=== Exercise objective ===
Below are records; count the lines in them that hold "value" and give only the count.

=== Working data ===

//! Model capacity bounds and training knobs.

use crate::error::{HmmError, Result};

/// Default cap on $N$, the number of hidden states.
pub const DEFAULT_MAX_STATES: usize = 1_000;
/// Default cap on $M$, the number of observation symbols.
pub const DEFAULT_MAX_SYMBOLS: usize = 1_000;
/// Default cap on $T$, the length of an observation sequence.
pub const DEFAULT_MAX_LEN: usize = 1_000_000;
/// Default cap on $N^2 T$, the size of the transition posterior table built while
/// training. $2^{27}$ entries of `f64` is 1 GiB.
pub const DEFAULT_MAX_LATTICE: usize = 1 << 27;

/// The Baum-Welch loop gives up after this many iterations unless told otherwise.
pub const DEFAULT_MAX_ITERATIONS: usize = 10_000;
/// Relative tolerance used both for the forward/backward agreement check and for the
/// per-entry convergence test.
pub const DEFAULT_TOLERANCE: f64 = 1e-9;

/// Upper bounds on the dimensions a model may be configured with. Anything larger is
/// rejected rather than truncated.
#[derive(Clone, Copy, Debug, Eq, PartialEq)]
pub struct Capacity {
    pub max_states: usize,
    pub max_symbols: usize,
    pub max_len: usize,
    /// Bound on $N^2 T$.
    pub max_lattice: usize,
}

impl Capacity {
    pub fn unbounded() -> Self {
        Self {
            max_states: usize::MAX,
            max_symbols: usize::MAX,
            max_len: usize::MAX,
            max_lattice: usize::MAX,
        }
    }

    pub(crate) fn check(&self, n: usize, m: usize, t: usize) -> Result<()> {
        check_dimension("N", n, self.max_states)?;
        check_dimension("M", m, self.max_symbols)?;
        check_dimension("T", t, self.max_len)?;
        let lattice = n.saturating_mul(n).saturating_mul(t);
        if lattice > self.max_lattice {
            return Err(HmmError::invalid(format!(
                "N² · T = {} exceeds the configured capacity of {}",
                lattice, self.max_lattice
            )));
        }
        Ok(())
    }
}

impl Default for Capacity {
    fn default() -> Self {
        Self {
            max_states: DEFAULT_MAX_STATES,
            max_symbols: DEFAULT_MAX_SYMBOLS,
            max_len: DEFAULT_MAX_LEN,
            max_lattice: DEFAULT_MAX_LATTICE,
        }
    }
}

fn check_dimension(name: &str, value: usize, max: usize) -> Result<()> {
    if value == 0 {
        return Err(HmmError::invalid(format!("{} must be positive", name)));
    }
    if value > max {
        return Err(HmmError::invalid(format!(
            "{} = {} exceeds the configured capacity of {}",
            name, value, max
        )));
    }
    Ok(())
}

/// Settings for [`Hmm::learn_with`](crate::Hmm::learn_with).
#[derive(Clone, Debug, PartialEq)]
pub struct TrainConfig {
    max_iterations: usize,
    tolerance: f64,
    normalize_init: bool,
}

impl Default for TrainConfig {
    fn default() -> Self {
        Self {
            max_iterations: DEFAULT_MAX_ITERATIONS,
            tolerance: DEFAULT_TOLERANCE,
            normalize_init: false,
        }
    }
}

impl TrainConfig {
    pub fn new() -> Self {
        Self::default()
    }

    /// Set the iteration budget (builder pattern). Must be at least 1.
    pub fn with_max_iterations(mut self, max_iterations: usize) -> Result<Self> {
        if max_iterations == 0 {
            return Err(HmmError::invalid("max_iterations must be positive"));
        }
        self.max_iterations = max_iterations;
        Ok(self)
    }

    /// Set the relative tolerance ε (builder pattern). Must be finite and positive.
    pub fn with_tolerance(mut self, tolerance: f64) -> Result<Self> {
        if !tolerance.is_finite() || tolerance <= 0.0 {
            return Err(HmmError::invalid("tolerance must be finite and positive"));
        }
        self.tolerance = tolerance;
        Ok(self)
    }

    /// Renormalize the randomly drawn rows of A and B before the first iteration.
    ///
    /// Off by default: the raw U[0, 1) draws are used as-is and the first
    /// re-estimation turns every row into a distribution.
    pub fn with_normalized_init(mut self, normalize_init: bool) -> Self {
        self.normalize_init = normalize_init;
        self
    }

    pub fn max_iterations(&self) -> usize {
        self.max_iterations
    }

    pub fn tolerance(&self) -> f64 {
        self.tolerance
    }

    pub fn normalize_init(&self) -> bool {
        self.normalize_init
    }
}

#[cfg(test)]
mod tests {
    use super::*;

    #[test]
    fn capacity_rejects_zero_dimensions() {
        let capacity = Capacity::default();
        assert_eq!(
            capacity.check(0, 2, 3),
            Err(HmmError::invalid("N must be positive"))
        );
        assert_eq!(
            capacity.check(2, 0, 3),
            Err(HmmError::invalid("M must be positive"))
        );
        assert_eq!(
            capacity.check(2, 2, 0),
            Err(HmmError::invalid("T must be positive"))
        );
    }

    #[test]
    fn capacity_rejects_oversized_dimensions() {
        let capacity = Capacity {
            max_states: 2,
            max_symbols: 3,
            max_len: 4,
            ..Capacity::default()
        };
        assert!(capacity.check(2, 3, 4).is_ok());
        assert!(capacity.check(3, 3, 4).is_err());
        assert!(capacity.check(2, 4, 4).is_err());
        assert_eq!(
            capacity.check(2, 3, 5).unwrap_err().to_string(),
            "invalid input: T = 5 exceeds the configured capacity of 4"
        );
    }

    #[test]
    fn capacity_bounds_the_transition_lattice() {
        let capacity = Capacity::default();
        assert!(capacity.check(1_000, 2, 100).is_ok());
        assert!(capacity.check(2, 2, DEFAULT_MAX_LEN).is_ok());
        assert_eq!(
            capacity.check(1_000, 1_000, DEFAULT_MAX_LEN),
            Err(HmmError::invalid(
                "N² · T = 1000000000000 exceeds the configured capacity of 134217728"
            ))
        );
    }

    #[test]
    fn unbounded_capacity_accepts_large_models() {
        assert!(Capacity::unbounded().check(5_000, 5_000, 10_000_000).is_ok());
    }

    #[test]
    fn train_config_defaults() {
        let config = TrainConfig::new();
        assert_eq!(config.max_iterations(), DEFAULT_MAX_ITERATIONS);
        assert_eq!(config.tolerance(), DEFAULT_TOLERANCE);
        assert!(!config.normalize_init());
    }

    #[test]
    fn train_config_validation() {
        assert!(TrainConfig::new().with_max_iterations(0).is_err());
        assert!(TrainConfig::new().with_tolerance(0.0).is_err());
        assert!(TrainConfig::new().with_tolerance(-1e-3).is_err());
        assert!(TrainConfig::new().with_tolerance(f64::NAN).is_err());

        let config = TrainConfig::new()
            .with_max_iterations(25)
            .and_then(|config| config.with_tolerance(1e-6))
            .unwrap()
            .with_normalized_init(true);
        assert_eq!(config.max_iterations(), 25);
        assert_eq!(config.tolerance(), 1e-6);
        assert!(config.normalize_init());
    }
}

=== Answer ===
4